Loss of insular ribbon sign

Case contributed by Christen Barras
Diagnosis certain


Acute onset left hemiparesis, sub-3 hours post ictus.

Patient Data

Age: 85
Gender: Female

CT Brain


Noncontrast images were obtained. Despite this patient's sub 3 hour presentation following symptom onset, known renal failure precluded CTP/CTA.

Loss of right insular cortical grey-white matter differentiation (insular ribbon) in keeping with acute ischemia within the territory of the right middle cerebral artery. No hyperdense MCA or sub-branch thereof is identified. Basal ganglia delimitation is preserved. No intracranial hemorrhage. No hydrocephalus or midline shift.

Elsewhere, extensive periventricular and deep white matter hypoattenuation is consistent with advanced chronic small vessel ischemic change.

Incidental note made of bilateral cavernous ICA calcification. Dense calvarium, without evidence of fracture or focal suspicious abnormality.


Loss of right insular cortical grey-white matter differentiation (insular ribbon) in keeping with acute right MCA territory infarct.

Findings discussed with Stroke team at time of scanning.



MRI Brain:

DWI sequence with ADC calculation was performed, as a limited post-stroke examination. Correlation is made with CT brain which identified hyperacute right MCA territory ischemia.

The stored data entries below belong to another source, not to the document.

//! Ingester ring contracts: replication set selection and membership
//! health, consumed by the request pipeline but implemented elsewhere
//! (concretely, by `distributor-ring`).
//!
//! # Where
//! Mirrors the split the teacher draws between `spark-core::cluster`
//! (trait-only contracts) and `spark-switch` (the concrete orchestration
//! crate that implements them): this module only defines the shapes the
//! pipeline depends on.

use async_trait::async_trait;

use crate::error::DistributorError;

/// A peer instance as seen by the ring: network address, health state and
/// zone (for zone-aware replica placement).
#[derive(Clone, Debug, PartialEq, Eq, Hash)]
pub struct InstanceDesc {
    pub addr: String,
    pub state: InstanceState,
    pub zone: String,
}

#[derive(Clone, Copy, Debug, PartialEq, Eq, Hash)]
pub enum InstanceState {
    Joining,
    Active,
    Leaving,
    Left,
}

impl InstanceState {
    pub fn is_healthy(self) -> bool {
        matches!(self, InstanceState::Active)
    }
}

/// The ring operation a token lookup is performed for; mirrors the
/// teacher's habit of threading an explicit intent enum through lookup
/// APIs (see `spark-core::transport::ConnectionIntent`) rather than
/// overloading one function for reads and writes.
#[derive(Clone, Copy, Debug, PartialEq, Eq, Hash)]
pub enum RingOp {
    Write,
    Read,
}

/// The set of instances chosen to receive (or serve) one series.
///
/// # Invariant
/// `min_success + max_errors == instances.len()` for every
/// `ReplicationSet` produced by a conforming `IngesterRingClient`
/// (spec §3, §8 invariant 3).
#[derive(Clone, Debug, PartialEq, Eq)]
pub struct ReplicationSet {
    pub instances: Vec<InstanceDesc>,
    pub min_success: usize,
    pub max_errors: usize,
}

impl ReplicationSet {
    /// Clamps `max_errors` to `instances.len()` so the
    /// `min_success + max_errors == instances.len()` invariant (spec §3,
    /// §8 invariant 3) holds even when the ring could not find as many
    /// healthy instances as the configured replication factor calls for.
    pub fn new(instances: Vec<InstanceDesc>, max_errors: usize) -> Self {
        let max_errors = max_errors.min(instances.len());
        let min_success = instances.len() - max_errors;
        Self {
            instances,
            min_success,
            max_errors,
        }
    }
}

/// A stable, tenant-scoped subset of the full ring (spec §4.6).
pub trait SubRing: Send + Sync {
    /// Deterministic clockwise walk from `token`, collecting the next
    /// `replication_factor` distinct healthy instances.
    fn get(&self, token: u32, op: RingOp) -> Result<ReplicationSet, DistributorError>;
}

/// The ingester ring client consumed by the request pipeline.
///
/// # What
/// - `shuffle_shard`: a stable subset of at least `shard_size` instances
///   derived from `tenant_id` as seed; `shard_size == 0` returns the whole
///   ring.
/// - `replication_factor`: the configured RF, used to size
///   `ReplicationSet`s even before a lookup is performed.
///
/// # Contract
/// Implementations must be `Send + Sync` so a single client can be shared
/// across every fan-out task spawned by the pipeline (spec §5).
#[async_trait]
pub trait IngesterRingClient: Send + Sync {
    fn shuffle_shard(&self, tenant_id: &str, shard_size: usize) -> Box<dyn SubRing>;

    fn replication_factor(&self) -> usize;
}

/// Observes how many ring peers are currently healthy, read by the rate
/// limiter on every refresh tick (spec §4.3, §4.4).
pub trait HealthyInstanceCounter: Send + Sync {
    /// Always `>= 1` so downstream division never hits zero (spec §3
    /// invariant: `effective rate = globalRate / max(1, healthy_instance_count)`).
    fn healthy_instance_count(&self) -> usize;
}

#[cfg(test)]
mod tests {
    use super::*;

    #[test]
    fn replication_set_invariant_holds() {
        let instances = vec![
            InstanceDesc { addr: "a".into(), state: InstanceState::Active, zone: "z1".into() },
            InstanceDesc { addr: "b".into(), state: InstanceState::Active, zone: "z1".into() },
            InstanceDesc { addr: "c".into(), state: InstanceState::Active, zone: "z1".into() },
        ];
        let set = ReplicationSet::new(instances, 1);
        assert_eq!(set.min_success + set.max_errors, set.instances.len());
        assert_eq!(set.min_success, 2);
    }
}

Serpiginous right insular cortical diffusion restriction with ADC depression, consistent with acute ischemia, and correlating with clinical signs and CT appearance. In addition, multiple foci of diffusion restriction extend multifocally over cortical frontoparietal gyri, all within right middle cerebral artery territory.


Multifocal cortical right MCA territory infarction, most prominently involving the right insular cortex, corresponding to CT appearance and clinical signs.

Case Discussion

This case illustrates a common and sometimes subtle finding on CT for stroke protocol: the loss of the insular ribbon

The insular cortex is more susceptible to ischemia following MCA occlusion than other portions of the MCA territory because it has the least potential for collateral supply from the anterior cerebral and posterior cerebral arteries.